読むあいだに出会う「小さい者の一人にしたのは、わたしにしてくれたことなのだ」 (マタ25:40)

2020/11/21

紙芝居「靴屋のマルチン」関屋友彦(文)・松村三冬(画)、基督教紙芝居協会、昭和24年発行。

トルストイはこのマタイ25章を元に「靴屋のマルチン」の原作となった「愛のあるところに神あり」の物語を書いた。「マルチン、マルチン、明日、通りを見ておれ、わしがいくから」と呼ばれたマルチンは、冷えて疲れ切った老人、冬に夏服で乳飲み子を抱える母親、そして老婆にとっ捕まえられたリンゴ泥棒の少年に出会い、それぞれを優しく丁重にもてなした。そしてその夜キリストがそれぞれの姿で現れ「あれもこれも、わしだったのだよ」と告げる。

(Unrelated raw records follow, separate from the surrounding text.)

//! Journal routes: movements, transfers, and causes.

use axum::{
    Json, Router,
    extract::{Path, Query, State},
    http::StatusCode,
    response::{IntoResponse, Response},
    routing::{delete, get, patch, post},
};
use chrono::NaiveDate;
use rust_decimal::Decimal;
use serde::{Deserialize, Serialize};
use serde_json::json;
use std::str::FromStr;
use uuid::Uuid;

use gestra_core::journal::{CauseKind, MovementKind};
use gestra_db::entities::journal_entries;
use gestra_db::repositories::{
    AmendTransferInput, JournalFilter, JournalRepository, PostMovementInput,
};
use gestra_shared::AppError;

use crate::middleware::AuthUser;
use crate::responses::fail;
use crate::routes::{commit, open_scope};
use crate::AppState;

/// Creates the journal routes.
pub fn routes() -> Router<AppState> {
    Router::new()
        .route("/journal", get(list_entries))
        .route("/journal/movements", post(post_movement))
        .route("/journal/movements/{entry_id}", delete(delete_movement))
        .route("/journal/transfers/{transfer_id}", get(get_transfer))
        .route("/journal/transfers/{transfer_id}", patch(amend_transfer))
        .route("/journal/transfers/{transfer_id}/reverse", post(reverse_transfer))
        .route("/journal/causes", get(list_causes))
        .route("/journal/causes", post(create_cause))
}

/// Query parameters for listing journal entries.
#[derive(Debug, Deserialize)]
pub struct ListEntriesQuery {
    /// Date range start (YYYY-MM-DD).
    pub from: Option<NaiveDate>,
    /// Date range end (YYYY-MM-DD).
    pub to: Option<NaiveDate>,
    /// Filter by financial account.
    pub financial_account: Option<Uuid>,
    /// Filter by counterparty tag.
    pub party: Option<Uuid>,
    /// Filter by job-site tag.
    pub site: Option<Uuid>,
}

/// Request body for posting a movement.
///
/// The cause code selects the posting mode: ordinary causes take a movement
/// kind and exactly one account; transfer causes take the source and
/// destination accounts and derive the movements.
#[derive(Debug, Deserialize)]
pub struct PostMovementRequest {
    /// Entry date (YYYY-MM-DD).
    pub entry_date: NaiveDate,
    /// Amount, as a decimal string.
    pub amount: String,
    /// Cause code.
    pub cause_code: String,
    /// Movement kind (ordinary causes only).
    pub movement: Option<MovementKind>,
    /// Cash/bank account (ordinary causes).
    pub financial_account_id: Option<Uuid>,
    /// Cost-center account (ordinary causes).
    pub operating_account_id: Option<Uuid>,
    /// Transfer source account.
    pub source_account_id: Option<Uuid>,
    /// Transfer destination account.
    pub destination_account_id: Option<Uuid>,
    /// Optional counterparty tag.
    pub party_id: Option<Uuid>,
    /// Optional job-site tag.
    pub site_id: Option<Uuid>,
    /// Free-text description.
    #[serde(default)]
    pub description: String,
}

/// Request body for amending a transfer.
#[derive(Debug, Deserialize)]
pub struct AmendTransferRequest {
    /// New entry date (YYYY-MM-DD).
    pub entry_date: NaiveDate,
    /// New amount, as a decimal string.
    pub amount: String,
    /// New source account.
    pub source_account_id: Uuid,
    /// New destination account.
    pub destination_account_id: Uuid,
    /// New description.
    #[serde(default)]
    pub description: String,
}

/// Request body for reversing a transfer.
#[derive(Debug, Deserialize)]
pub struct ReverseTransferRequest {
    /// Reversal date (YYYY-MM-DD).
    pub entry_date: NaiveDate,
    /// Reversal description.
    #[serde(default)]
    pub description: String,
}

/// Request body for creating a cause.
#[derive(Debug, Deserialize)]
pub struct CreateCauseRequest {
    /// Short code, unique per company.
    pub code: String,
    /// Human-readable description.
    pub description: String,
    /// Posting mode.
    pub kind: CauseKind,
}

/// Response for a journal entry.
#[derive(Debug, Serialize)]
pub struct JournalEntryResponse {
    /// Entry ID.
    pub id: Uuid,
    /// Entry date.
    pub entry_date: String,
    /// Amount.
    pub amount: String,
    /// Movement direction.
    pub movement: gestra_db::entities::enums::MovementKind,
    /// Cause code.
    pub cause_code: String,
    /// Cash/bank account.
    pub financial_account_id: Option<Uuid>,
    /// Cost-center account.
    pub operating_account_id: Option<Uuid>,
    /// Counterparty tag.
    pub party_id: Option<Uuid>,
    /// Job-site tag.
    pub site_id: Option<Uuid>,
    /// Installment settled by this entry.
    pub installment_id: Option<Uuid>,
    /// Transfer group.
    pub transfer_id: Option<Uuid>,
    /// Transfer group this entry's pair reverses.
    pub reverses_transfer_id: Option<Uuid>,
    /// Description.
    pub description: String,
}

impl From<journal_entries::Model> for JournalEntryResponse {
    fn from(model: journal_entries::Model) -> Self {
        Self {
            id: model.id,
            entry_date: model.entry_date.to_string(),
            amount: model.amount.to_string(),
            movement: model.movement,
            cause_code: model.cause_code,
            financial_account_id: model.financial_account_id,
            operating_account_id: model.operating_account_id,
            party_id: model.party_id,
            site_id: model.site_id,
            installment_id: model.installment_id,
            transfer_id: model.transfer_id,
            reverses_transfer_id: model.reverses_transfer_id,
            description: model.description,
        }
    }
}

fn parse_amount(raw: &str) -> Result<Decimal, Response> {
    Decimal::from_str(raw)
        .map_err(|_| fail(AppError::field("amount", format!("invalid decimal: {raw}"))))
}

/// GET `/journal` - List journal entries of the active company.
async fn list_entries(
    State(state): State<AppState>,
    auth: AuthUser,
    Query(query): Query<ListEntriesQuery>,
) -> Response {
    let conn = match open_scope(&state, &auth).await {
        Ok(conn) => conn,
        Err(response) => return response,
    };

    let filter = JournalFilter {
        from: query.from,
        to: query.to,
        financial_account_id: query.financial_account,
        party_id: query.party,
        site_id: query.site,
    };

    match JournalRepository::list(&conn, filter).await {
        Ok(rows) => {
            if let Err(response) = commit(conn).await {
                return response;
            }
            let items: Vec<JournalEntryResponse> = rows.into_iter().map(Into::into).collect();
            (StatusCode::OK, Json(json!({ "entries": items }))).into_response()
        }
        Err(e) => fail(e),
    }
}

/// POST `/journal/movements` - Post an ordinary movement or a transfer.
async fn post_movement(
    State(state): State<AppState>,
    auth: AuthUser,
    Json(payload): Json<PostMovementRequest>,
) -> Response {
    let amount = match parse_amount(&payload.amount) {
        Ok(value) => value,
        Err(response) => return response,
    };

    let conn = match open_scope(&state, &auth).await {
        Ok(conn) => conn,
        Err(response) => return response,
    };

    let input = PostMovementInput {
        entry_date: payload.entry_date,
        amount,
        cause_code: payload.cause_code,
        movement: payload.movement,
        financial_account_id: payload.financial_account_id,
        operating_account_id: payload.operating_account_id,
        source_account_id: payload.source_account_id,
        destination_account_id: payload.destination_account_id,
        party_id: payload.party_id,
        site_id: payload.site_id,
        description: payload.description,
    };

    match JournalRepository::post_movement(&conn, input).await {
        Ok(posted) => {
            if let Err(response) = commit(conn).await {
                return response;
            }
            let entries: Vec<JournalEntryResponse> =
                posted.entries.into_iter().map(Into::into).collect();
            (
                StatusCode::CREATED,
                Json(json!({ "entries": entries, "transfer_id": posted.transfer_id })),
            )
                .into_response()
        }
        Err(e) => fail(e),
    }
}

/// DELETE `/journal/movements/{entry_id}` - Delete an ordinary movement.
///
/// Transfer legs are refused; reverse the transfer instead.
async fn delete_movement(
    State(state): State<AppState>,
    auth: AuthUser,
    Path(entry_id): Path<Uuid>,
) -> Response {
    let conn = match open_scope(&state, &auth).await {
        Ok(conn) => conn,
        Err(response) => return response,
    };

    match JournalRepository::delete_movement(&conn, entry_id).await {
        Ok(()) => {
            if let Err(response) = commit(conn).await {
                return response;
            }
            StatusCode::NO_CONTENT.into_response()
        }
        Err(e) => fail(e),
    }
}

/// GET `/journal/transfers/{transfer_id}` - The two legs of a transfer.
async fn get_transfer(
    State(state): State<AppState>,
    auth: AuthUser,
    Path(transfer_id): Path<Uuid>,
) -> Response {
    let conn = match open_scope(&state, &auth).await {
        Ok(conn) => conn,
        Err(response) => return response,
    };

    match JournalRepository::entries_of_transfer(&conn, transfer_id).await {
        Ok(legs) => {
            if let Err(response) = commit(conn).await {
                return response;
            }
            let entries: Vec<JournalEntryResponse> = legs.into_iter().map(Into::into).collect();
            (StatusCode::OK, Json(json!({ "entries": entries }))).into_response()
        }
        Err(e) => fail(e),
    }
}

/// PATCH `/journal/transfers/{transfer_id}` - Amend a transfer as a unit.
async fn amend_transfer(
    State(state): State<AppState>,
    auth: AuthUser,
    Path(transfer_id): Path<Uuid>,
    Json(payload): Json<AmendTransferRequest>,
) -> Response {
    let amount = match parse_amount(&payload.amount) {
        Ok(value) => value,
        Err(response) => return response,
    };

    let conn = match open_scope(&state, &auth).await {
        Ok(conn) => conn,
        Err(response) => return response,
    };

    let input = AmendTransferInput {
        entry_date: payload.entry_date,
        amount,
        source_account_id: payload.source_account_id,
        destination_account_id: payload.destination_account_id,
        description: payload.description,
    };

    match JournalRepository::amend_transfer(&conn, transfer_id, input).await {
        Ok(legs) => {
            if let Err(response) = commit(conn).await {
                return response;
            }
            let entries: Vec<JournalEntryResponse> = legs.into_iter().map(Into::into).collect();
            (StatusCode::OK, Json(json!({ "entries": entries }))).into_response()
        }
        Err(e) => fail(e),
    }
}

/// POST `/journal/transfers/{transfer_id}/reverse` - Reverse a transfer as
/// a unit.
async fn reverse_transfer(
    State(state): State<AppState>,
    auth: AuthUser,
    Path(transfer_id): Path<Uuid>,
    Json(payload): Json<ReverseTransferRequest>,
) -> Response {
    let conn = match open_scope(&state, &auth).await {
        Ok(conn) => conn,
        Err(response) => return response,
    };

    match JournalRepository::reverse_transfer(
        &conn,
        transfer_id,
        payload.entry_date,
        payload.description,
    )
    .await
    {
        Ok(posted) => {
            if let Err(response) = commit(conn).await {
                return response;
            }
            let entries: Vec<JournalEntryResponse> =
                posted.entries.into_iter().map(Into::into).collect();
            (
                StatusCode::CREATED,
                Json(json!({ "entries": entries, "transfer_id": posted.transfer_id })),
            )
                .into_response()
        }
        Err(e) => fail(e),
    }
}

/// GET `/journal/causes` - List transaction causes.
async fn list_causes(State(state): State<AppState>, auth: AuthUser) -> Response {
    let conn = match open_scope(&state, &auth).await {
        Ok(conn) => conn,
        Err(response) => return response,
    };

    match JournalRepository::list_causes(&conn).await {
        Ok(causes) => {
            if let Err(response) = commit(conn).await {
                return response;
            }
            let items: Vec<serde_json::Value> = causes
                .iter()
                .map(|c| {
                    json!({
                        "id": c.id,
                        "code": c.code,
                        "description": c.description,
                        "kind": c.kind,
                        "is_active": c.is_active,
                    })
                })
                .collect();
            (StatusCode::OK, Json(json!({ "causes": items }))).into_response()
        }
        Err(e) => fail(e),
    }
}

/// POST `/journal/causes` - Create a transaction cause.
async fn create_cause(
    State(state): State<AppState>,
    auth: AuthUser,
    Json(payload): Json<CreateCauseRequest>,
) -> Response {
    let conn = match open_scope(&state, &auth).await {
        Ok(conn) => conn,
        Err(response) => return response,
    };

    match JournalRepository::create_cause(&conn, payload.code, payload.description, payload.kind)
        .await
    {
        Ok(cause) => {
            if let Err(response) = commit(conn).await {
                return response;
            }
            (
                StatusCode::CREATED,
                Json(json!({
                    "cause": {
                        "id": cause.id,
                        "code": cause.code,
                        "description": cause.description,
                        "kind": cause.kind,
                        "is_active": cause.is_active,
                    }
                })),
            )
                .into_response()
        }
        Err(e) => fail(e),
    }
}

しかしこれではあまりにも「聖人すぎて」人間味がない。「私はそんな聖人ではないからダメ」と思ってしまう。トルストイもそう思ったのだろうか。マルチンには人間らしい歴史が付け加えられている。それは妻を亡くし、希望の光だった息子をも病で亡くした絶望だった。彼は神に不平を言い、死を願い、教会もやめ、飲んだくれになった。

そのとき友人の巡礼者と魂の会話があり、自分のためだけではなく、神のために生きよ、と励まされる。福音書こそ、神のために生きる道筋を教えてくれる、と。そしてマルチンはむさぼるように福音書を読み、自分の人生をみ言葉と直結させ、そして「お客を迎える生き方」を決意していく。そして三人のお客のキリストに出会っていくのだ。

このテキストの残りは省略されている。